> Required action
Set all the entries down once more, with nothing altered.

> Information supplied
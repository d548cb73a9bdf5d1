//! Configuration error types

use thiserror::Error;

/// Configuration error type
#[derive(Debug, Error)]
pub enum ConfigError {
    /// Range validation error
    #[error("Invalid range for field '{field}': {value} not in {min}..={max}. {hint}")]
    Range {
        field: String,
        value: String,
        min: String,
        max: String,
        hint: String,
    },

    /// Missing version field in YAML
    #[error("Missing 'version' field in configuration file. Add 'version: 1' to the top of your YAML file.")]
    MissingVersion,

    /// Unsupported version
    #[error("Unsupported configuration version {found}. Supported versions: {}", supported.iter().map(|v| v.to_string()).collect::<Vec<_>>().join(", "))]
    UnsupportedVersion { found: u32, supported: Vec<u32> },

    /// Unknown preset name
    #[error("Unknown preset '{0}'. Valid presets: viewport, render, debug")]
    UnknownPreset(String),

    /// IO error
    #[error("IO error: {0}")]
    Io(#[from] std::io::Error),

    /// YAML parsing error
    #[error("YAML parsing error: {0}")]
    Yaml(#[from] serde_yaml::Error),
}

/// Configuration result type
pub type ConfigResult<T> = Result<T, ConfigError>;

> Task solution
repository d548cb73a9bdf5d1
//! Configuration error types

use thiserror::Error;

/// Configuration error type
#[derive(Debug, Error)]
pub enum ConfigError {
    /// Range validation error
    #[error("Invalid range for field '{field}': {value} not in {min}..={max}. {hint}")]
    Range {
        field: String,
        value: String,
        min: String,
        max: String,
        hint: String,
    },

    /// Missing version field in YAML
    #[error("Missing 'version' field in configuration file. Add 'version: 1' to the top of your YAML file.")]
    MissingVersion,

    /// Unsupported version
    #[error("Unsupported configuration version {found}. Supported versions: {}", supported.iter().map(|v| v.to_string()).collect::<Vec<_>>().join(", "))]
    UnsupportedVersion { found: u32, supported: Vec<u32> },

    /// Unknown preset name
    #[error("Unknown preset '{0}'. Valid presets: viewport, render, debug")]
    UnknownPreset(String),

    /// IO error
    #[error("IO error: {0}")]
    Io(#[from] std::io::Error),

    /// YAML parsing error
    #[error("YAML parsing error: {0}")]
    Yaml(#[from] serde_yaml::Error),
}

/// Configuration result type
pub type ConfigResult<T> = Result<T, ConfigError>;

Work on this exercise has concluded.